╭──

//! Sub-configuration sections other than `knn`.

use serde::{Deserialize, Serialize};
use std::path::PathBuf;

/// Kind of point source to load a sample from.
#[derive(Debug, Clone, Copy, Default, Deserialize, Serialize, PartialEq, Eq)]
#[serde(rename_all = "lowercase")]
pub enum SourceKind {
    /// ShapeNet part-segmentation dataset on disk
    #[default]
    ShapeNet,
    /// A single point file (.json, .txt, .xyz, .pts)
    File,
    /// Seeded synthetic cloud
    Synthetic,
}

/// Shape sampled by the synthetic source.
#[derive(Debug, Clone, Copy, Default, Deserialize, Serialize, PartialEq, Eq)]
#[serde(rename_all = "lowercase")]
pub enum SyntheticShape {
    /// Uniform on the unit sphere surface
    #[default]
    Sphere,
    /// Uniform inside the unit cube [-1, 1]³
    Cube,
}

/// Point source configuration.
#[derive(Debug, Clone, Deserialize, Serialize, PartialEq)]
#[serde(default)]
pub struct SourceConfig {
    pub kind: SourceKind,
    /// ShapeNet dataset root
    pub root: PathBuf,
    /// ShapeNet category name, e.g. "Airplane"
    pub category: String,
    /// Which sample of the category to load
    pub sample_index: usize,
    /// Point file, for `kind = "file"`
    pub path: Option<PathBuf>,
    pub synthetic_shape: SyntheticShape,
    pub synthetic_count: usize,
    pub seed: u64,
}

impl Default for SourceConfig {
    fn default() -> Self {
        Self {
            kind: SourceKind::ShapeNet,
            root: PathBuf::from("/tmp/ShapeNet"),
            category: "Airplane".to_string(),
            sample_index: 0,
            path: None,
            synthetic_shape: SyntheticShape::Sphere,
            synthetic_count: 2048,
            seed: 42,
        }
    }
}

/// Scatter plot rendering configuration.
#[derive(Debug, Clone, Deserialize, Serialize, PartialEq)]
#[serde(default)]
pub struct RenderConfig {
    pub output: PathBuf,
    pub width: u32,
    pub height: u32,
    /// Rotation about the vertical axis, degrees
    pub azimuth_deg: f32,
    /// Tilt above the horizontal plane, degrees
    pub elevation_deg: f32,
    pub marker_radius: f32,
    pub color: String,
    pub draw_edges: bool,
    pub edge_color: String,
}

impl Default for RenderConfig {
    fn default() -> Self {
        // View angles follow matplotlib's 3D axes defaults.
        Self {
            output: PathBuf::from("shape_graph.svg"),
            width: 800,
            height: 800,
            azimuth_deg: -60.0,
            elevation_deg: 30.0,
            marker_radius: 2.0,
            color: "#0000ff".to_string(),
            draw_edges: false,
            edge_color: "#9e9e9e".to_string(),
        }
    }
}

/// Logging configuration.
#[derive(Debug, Clone, Deserialize, Serialize, PartialEq)]
#[serde(default)]
pub struct LoggingConfig {
    pub level: String,
    pub format: String,
    pub include_location: bool,
}

impl Default for LoggingConfig {
    fn default() -> Self {
        Self {
            level: "info".to_string(),
            format: "pretty".to_string(),
            include_location: false,
        }
    }
}
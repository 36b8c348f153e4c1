//! Arguments shared by several commands, and how they override `Config`.

use std::path::PathBuf;

use clap::{Args, ValueEnum};

use shape_graph_core::config::{SourceKind, SyntheticShape};
use shape_graph_core::graph_linking::{KPolicy, SearchStrategy};
use shape_graph_core::Config;

#[derive(Debug, Clone, Copy, ValueEnum)]
pub enum SourceArg {
    Shapenet,
    File,
    Synthetic,
}

impl From<SourceArg> for SourceKind {
    fn from(arg: SourceArg) -> Self {
        match arg {
            SourceArg::Shapenet => SourceKind::ShapeNet,
            SourceArg::File => SourceKind::File,
            SourceArg::Synthetic => SourceKind::Synthetic,
        }
    }
}

#[derive(Debug, Clone, Copy, ValueEnum)]
pub enum StrategyArg {
    Auto,
    BruteForce,
    KdTree,
}

impl From<StrategyArg> for SearchStrategy {
    fn from(arg: StrategyArg) -> Self {
        match arg {
            StrategyArg::Auto => SearchStrategy::Auto,
            StrategyArg::BruteForce => SearchStrategy::BruteForce,
            StrategyArg::KdTree => SearchStrategy::KdTree,
        }
    }
}

#[derive(Debug, Clone, Copy, ValueEnum)]
pub enum ShapeArg {
    Sphere,
    Cube,
}

impl From<ShapeArg> for SyntheticShape {
    fn from(arg: ShapeArg) -> Self {
        match arg {
            ShapeArg::Sphere => SyntheticShape::Sphere,
            ShapeArg::Cube => SyntheticShape::Cube,
        }
    }
}

/// Where to load the point cloud from.
#[derive(Args, Debug, Clone, Default)]
pub struct SourceArgs {
    /// Point source kind (defaults to config, then shapenet)
    #[arg(long, value_enum)]
    pub source: Option<SourceArg>,

    /// ShapeNet dataset root
    #[arg(long)]
    pub root: Option<PathBuf>,

    /// ShapeNet category, e.g. Airplane
    #[arg(long)]
    pub category: Option<String>,

    /// Sample index within the category
    #[arg(long)]
    pub sample: Option<usize>,

    /// Point file (.json, .txt, .xyz, .pts); implies --source file
    #[arg(long)]
    pub file: Option<PathBuf>,

    /// Synthetic point count
    #[arg(long)]
    pub count: Option<usize>,

    /// Synthetic shape
    #[arg(long, value_enum)]
    pub shape: Option<ShapeArg>,

    /// Synthetic seed
    #[arg(long)]
    pub seed: Option<u64>,
}

impl SourceArgs {
    pub fn apply(&self, config: &mut Config) {
        let source = &mut config.source;
        if let Some(path) = &self.file {
            source.kind = SourceKind::File;
            source.path = Some(path.clone());
        }
        if let Some(kind) = self.source {
            source.kind = kind.into();
        }
        if let Some(root) = &self.root {
            source.root = root.clone();
        }
        if let Some(category) = &self.category {
            source.category = category.clone();
        }
        if let Some(sample) = self.sample {
            source.sample_index = sample;
        }
        if let Some(count) = self.count {
            source.synthetic_count = count;
        }
        if let Some(shape) = self.shape {
            source.synthetic_shape = shape.into();
        }
        if let Some(seed) = self.seed {
            source.seed = seed;
        }
    }
}

/// K-NN construction options.
#[derive(Args, Debug, Clone, Default)]
pub struct KnnArgs {
    /// Neighbors per point
    #[arg(short, long)]
    pub k: Option<usize>,

    /// Fail instead of clamping when k exceeds N - 1
    #[arg(long)]
    pub strict_k: bool,

    /// Neighbor search strategy
    #[arg(long, value_enum)]
    pub strategy: Option<StrategyArg>,

    /// Search neighbors on all cores
    #[arg(long)]
    pub parallel: bool,
}

impl KnnArgs {
    pub fn apply(&self, config: &mut Config) {
        let knn = &mut config.knn;
        if let Some(k) = self.k {
            knn.k = k;
        }
        if self.strict_k {
            knn.k_policy = KPolicy::Strict;
        }
        if let Some(strategy) = self.strategy {
            knn.strategy = strategy.into();
        }
        if self.parallel {
            knn.parallel = true;
        }
    }
}

#[cfg(test)]
mod tests {
    use super::*;

    #[test]
    fn test_file_implies_file_source() {
        let mut config = Config::default_config();
        let args = SourceArgs {
            file: Some("cloud.xyz".into()),
            ..SourceArgs::default()
        };
        args.apply(&mut config);
        assert_eq!(config.source.kind, SourceKind::File);
        assert_eq!(config.source.path, Some(PathBuf::from("cloud.xyz")));
        assert!(config.validate().is_ok());
    }

    #[test]
    fn test_knn_overrides() {
        let mut config = Config::default_config();
        let args = KnnArgs {
            k: Some(12),
            strict_k: true,
            strategy: Some(StrategyArg::KdTree),
            parallel: true,
        };
        args.apply(&mut config);
        assert_eq!(config.knn.k, 12);
        assert_eq!(config.knn.k_policy, KPolicy::Strict);
        assert_eq!(config.knn.strategy, SearchStrategy::KdTree);
        assert!(config.knn.parallel);
    }

    #[test]
    fn test_no_overrides_keeps_config() {
        let mut config = Config::default_config();
        SourceArgs::default().apply(&mut config);
        KnnArgs::default().apply(&mut config);
        assert_eq!(config, Config::default_config());
    }
}
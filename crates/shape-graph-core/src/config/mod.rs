//! Configuration management for shape-graph.

mod sub_configs;

#[cfg(test)]
mod tests;

use serde::{Deserialize, Serialize};

use crate::error::{CoreError, CoreResult};
use crate::graph_linking::KnnConfig;
use crate::source::shapenet::synset_for_category;

pub use sub_configs::{
    LoggingConfig, RenderConfig, SourceConfig, SourceKind, SyntheticShape,
};

/// Accepted values for `logging.level`.
pub const LOG_LEVELS: [&str; 5] = ["trace", "debug", "info", "warn", "error"];

/// Accepted values for `logging.format`.
pub const LOG_FORMATS: [&str; 3] = ["pretty", "compact", "json"];

/// Main configuration structure.
#[derive(Debug, Clone, Default, Deserialize, Serialize, PartialEq)]
#[serde(default)]
pub struct Config {
    pub knn: KnnConfig,
    pub source: SourceConfig,
    pub render: RenderConfig,
    pub logging: LoggingConfig,
}

impl Config {
    /// Load configuration from files and environment.
    ///
    /// Configuration is loaded in order:
    /// 1. config/default.toml (base settings)
    /// 2. config/{SHAPE_GRAPH_ENV}.toml (environment-specific)
    /// 3. Environment variables with SHAPE_GRAPH_ prefix, `__` between levels
    ///    (e.g. `SHAPE_GRAPH_KNN__K=8`)
    pub fn load() -> CoreResult<Self> {
        let env = std::env::var("SHAPE_GRAPH_ENV").unwrap_or_else(|_| "development".to_string());

        let builder = config::Config::builder()
            .add_source(config::File::with_name("config/default").required(false))
            .add_source(config::File::with_name(&format!("config/{}", env)).required(false))
            .add_source(
                config::Environment::with_prefix("SHAPE_GRAPH")
                    .prefix_separator("_")
                    .separator("__")
                    .try_parsing(true),
            );

        let config: Config = builder.build()?.try_deserialize()?;
        config.validate()?;
        Ok(config)
    }

    /// Defaults for testing/development.
    pub fn default_config() -> Self {
        Self::default()
    }

    /// Load configuration from a TOML file.
    pub fn from_file(path: &std::path::Path) -> CoreResult<Self> {
        let content = std::fs::read_to_string(path).map_err(|e| {
            CoreError::ConfigError(format!(
                "Failed to read config file {}: {}",
                path.display(),
                e
            ))
        })?;

        let config: Config = toml::from_str(&content)
            .map_err(|e| CoreError::ConfigError(format!("Failed to parse config file: {}", e)))?;

        config.validate()?;
        Ok(config)
    }

    /// Validate configuration values.
    pub fn validate(&self) -> CoreResult<()> {
        if self.knn.k == 0 {
            return Err(CoreError::InvalidK { k: self.knn.k });
        }

        self.validate_source()?;

        if self.render.width == 0 || self.render.height == 0 {
            return Err(CoreError::ConfigError(
                "render.width and render.height must be greater than 0".into(),
            ));
        }

        if !(self.render.marker_radius > 0.0) {
            return Err(CoreError::ConfigError(
                "render.marker_radius must be greater than 0".into(),
            ));
        }

        if !LOG_LEVELS.contains(&self.logging.level.to_ascii_lowercase().as_str()) {
            return Err(CoreError::ConfigError(format!(
                "logging.level must be one of {:?}, got \"{}\"",
                LOG_LEVELS, self.logging.level
            )));
        }

        if !LOG_FORMATS.contains(&self.logging.format.as_str()) {
            return Err(CoreError::ConfigError(format!(
                "logging.format must be one of {:?}, got \"{}\"",
                LOG_FORMATS, self.logging.format
            )));
        }

        Ok(())
    }

    fn validate_source(&self) -> CoreResult<()> {
        match self.source.kind {
            SourceKind::ShapeNet => {
                if synset_for_category(&self.source.category).is_none() {
                    return Err(CoreError::ConfigError(format!(
                        "source.category \"{}\" is not a ShapeNet category",
                        self.source.category
                    )));
                }
            }
            SourceKind::File => {
                if self.source.path.is_none() {
                    return Err(CoreError::ConfigError(
                        "source.path is required when source.kind = \"file\"".into(),
                    ));
                }
            }
            SourceKind::Synthetic => {
                if self.source.synthetic_count == 0 {
                    return Err(CoreError::ConfigError(
                        "source.synthetic_count must be greater than 0".into(),
                    ));
                }
            }
        }
        Ok(())
    }
}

╰──

## Problem to work on:
Lines in the data that include the word "content" should all be copied.

## Expected answer:
        let content = std::fs::read_to_string(path).map_err(|e| {
        let config: Config = toml::from_str(&content)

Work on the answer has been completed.